The deal deepens the Trump administration’s ties with Taipei at a critical time as China ratchets up pressure on the island and Washington has worked to avoid an all-out trade war with Beijing.
Under the long-negotiated deal, Taiwanese chipmakers like TSMC that expand U.S. production will get a lower tax rate for semiconductors they import into the U.S. The U.S. will also lower a set of broad tariffs that apply to most other Taiwanese exports to the U.S. from 20% to 15%. Generic pharmaceuticals, aircraft components and “unavailable natural resources” will face a 0% tariff, the Commerce Department said.
In exchange, Taiwanese technology companies, such as TSMC, will make investments totaling at least $250 billion to increase production of semiconductors, energy and artificial intelligence in the United States. That includes $100 billion already committed by TSMC in 2025, with more to come, according to U.S. Commerce Secretary Howard Lutnick.
Taiwan will also guarantee another $250 billion in credit to make additional investments possible, the Trump administration said.
The investment boost in chip production will likely provide more business for TSMC’s major suppliers, which include major chip manufacturing toolmakers such as ASML, Lam Research and Applied Materials. It should also provide a boost to smaller materials suppliers of chemicals and materials such as Sumitomo Corp and DuPont spinoff Qnity Electronics. Many of those firms have long had a presence in Arizona due to Intel’s major operations there but have expanded facilities with TSMC’s arrival.

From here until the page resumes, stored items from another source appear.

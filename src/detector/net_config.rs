use crate::Errors;
use anyhow::Result;
use std::fs;
use std::path::Path;

/// Network parameters read from a darknet-style `.cfg` file
///
/// Only the `[net]` (or `[network]`) section is read; layer sections are described by the
/// serialized network itself.
///
#[derive(Debug, Clone, Copy, PartialEq, Eq)]
pub struct NetConfig {
    pub width: u32,
    pub height: u32,
}

impl NetConfig {
    pub fn load(path: &Path) -> Result<Self> {
        let content = fs::read_to_string(path).map_err(|e| {
            Errors::NetworkConfig(path.display().to_string(), e.to_string())
        })?;
        Self::parse(&content)
            .map_err(|e| Errors::NetworkConfig(path.display().to_string(), e).into())
    }

    /// Parses the config content
    ///
    pub fn parse(content: &str) -> std::result::Result<Self, String> {
        let mut in_net = false;
        let mut width = None;
        let mut height = None;

        for line in content.lines() {
            let line = line.trim();
            if line.is_empty() || line.starts_with('#') || line.starts_with(';') {
                continue;
            }

            if line.starts_with('[') {
                if in_net {
                    break;
                }
                in_net = matches!(line, "[net]" | "[network]");
                continue;
            }

            if !in_net {
                continue;
            }

            if let Some((key, value)) = line.split_once('=') {
                let parsed = || {
                    value
                        .trim()
                        .parse::<u32>()
                        .ok()
                        .filter(|v| *v > 0)
                        .ok_or_else(|| format!("`{}` must be a positive integer", key.trim()))
                };
                match key.trim() {
                    "width" => width = Some(parsed()?),
                    "height" => height = Some(parsed()?),
                    _ => {}
                }
            }
        }

        match (width, height) {
            (Some(width), Some(height)) => Ok(Self { width, height }),
            _ => Err("the [net] section must define `width` and `height`".to_string()),
        }
    }
}
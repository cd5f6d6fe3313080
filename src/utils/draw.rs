use crate::utils::bbox::BoundingBox;
use image::{Rgb, RgbImage};
use imageproc::drawing::draw_hollow_rect_mut;

/// Color of boxes kept by trackers
pub const TRACKED_COLOR: Rgb<u8> = Rgb([0, 255, 0]);

/// Color of boxes that spawned a new tracker
pub const NEW_DETECTION_COLOR: Rgb<u8> = Rgb([0, 0, 255]);

/// Draws the box outline with the given line thickness
///
/// The outline grows inwards so the drawing never leaves the box area.
///
pub fn draw_box(frame: &mut RgbImage, bbox: &BoundingBox, color: Rgb<u8>, thickness: u32) {
    for i in 0..thickness {
        let inset = i as f32;
        let b = BoundingBox::new(
            bbox.x() + inset,
            bbox.y() + inset,
            bbox.width() - 2.0 * inset,
            bbox.height() - 2.0 * inset,
        );
        if !b.is_valid() {
            break;
        }
        draw_hollow_rect_mut(frame, b.into(), color);
    }
}

#[cfg(test)]
mod tests {
    use crate::utils::bbox::BoundingBox;
    use crate::utils::draw::{draw_box, TRACKED_COLOR};
    use image::{Rgb, RgbImage};

    #[test]
    fn outline() {
        let white = Rgb([255, 255, 255]);
        let mut frame = RgbImage::from_pixel(20, 20, white);
        draw_box(&mut frame, &BoundingBox::new(2.0, 2.0, 10.0, 10.0), TRACKED_COLOR, 2);
        assert_eq!(*frame.get_pixel(2, 2), TRACKED_COLOR);
        assert_eq!(*frame.get_pixel(3, 5), TRACKED_COLOR);
        assert_eq!(*frame.get_pixel(11, 11), TRACKED_COLOR);
        assert_eq!(*frame.get_pixel(6, 6), white);
        assert_eq!(*frame.get_pixel(15, 15), white);
    }

    #[test]
    fn outside_frame() {
        let white = Rgb([255, 255, 255]);
        let mut frame = RgbImage::from_pixel(10, 10, white);
        draw_box(&mut frame, &BoundingBox::new(50.0, 50.0, 10.0, 10.0), TRACKED_COLOR, 2);
        assert!(frame.pixels().all(|p| *p == white));
    }
}
use crate::utils::bbox::BoundingBox;
use anyhow::Result;
use image::RgbImage;

/// Detection-to-track association policies
pub mod association;

/// Correlation template tracker
pub mod template;

/// Single object visual tracker
///
/// The tracker is seeded with a box on a frame and then follows the object on the subsequent
/// frames until it reports the loss of the track.
///
pub trait VisualTracker {
    /// Seeds the tracker with the object box on the frame
    ///
    fn init(&mut self, frame: &RgbImage, bbox: &BoundingBox) -> Result<()>;

    /// Locates the object on the next frame
    ///
    /// Returns `Ok(None)` when the object is lost; the tracker must not be used after that.
    ///
    fn update(&mut self, frame: &RgbImage) -> Result<Option<BoundingBox>>;
}

/// Creates trackers for new detections
///
pub trait TrackerFactory {
    fn create(&self) -> Box<dyn VisualTracker>;
}

impl<F> TrackerFactory for F
where
    F: Fn() -> Box<dyn VisualTracker>,
{
    fn create(&self) -> Box<dyn VisualTracker> {
        self()
    }
}

/// The state of the tracked object in the current frame
///
#[derive(Debug, Clone, Copy, PartialEq, Eq)]
pub enum TrackState {
    /// The tracker was created from a detection of this frame
    New,
    /// The tracker followed the object to this frame
    Active,
}

/// Tracker handle paired with the last known box of the object
///
pub struct TrackedObject {
    id: u64,
    tracker: Box<dyn VisualTracker>,
    bbox: BoundingBox,
    length: usize,
}

impl TrackedObject {
    pub(crate) fn new(id: u64, tracker: Box<dyn VisualTracker>, bbox: BoundingBox) -> Self {
        Self {
            id,
            tracker,
            bbox,
            length: 1,
        }
    }

    pub fn id(&self) -> u64 {
        self.id
    }

    /// The last known box
    ///
    pub fn bbox(&self) -> &BoundingBox {
        &self.bbox
    }

    /// The number of frames the object has been tracked through
    ///
    pub fn length(&self) -> usize {
        self.length
    }

    /// Moves the tracker to the frame
    ///
    /// Returns `false` when the tracker lost the object.
    ///
    pub(crate) fn update(&mut self, frame: &RgbImage) -> Result<bool> {
        match self.tracker.update(frame)? {
            Some(bbox) => {
                self.bbox = bbox;
                self.length += 1;
                Ok(true)
            }
            None => Ok(false),
        }
    }
}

Shares of chip company Nvidia, which depends on TSMC for manufacturing, rose more than 2%, keeping most of its gains from earlier in the day.
TAIWAN’S SEMICONDUCTOR POWERHOUSE SET TO EXPAND IN U.S.
Under the agreement, chipmakers that expand in the U.S. will be able to import up to 2.5 times their new capacity of semiconductors and wafers with no extra tariffs during an approved construction period, with preferential treatment on chips that exceed that quota.
Meanwhile, chipmakers that have already built chip production plants in the U.S. can import 1.5 times their new U.S. production capacity without paying additional tariffs.
U.S. President Donald Trump on Wednesday imposed a 25% tariff on certain AI chips, such as the Nvidia H200 AI processor, but he left most other chips untouched, for now.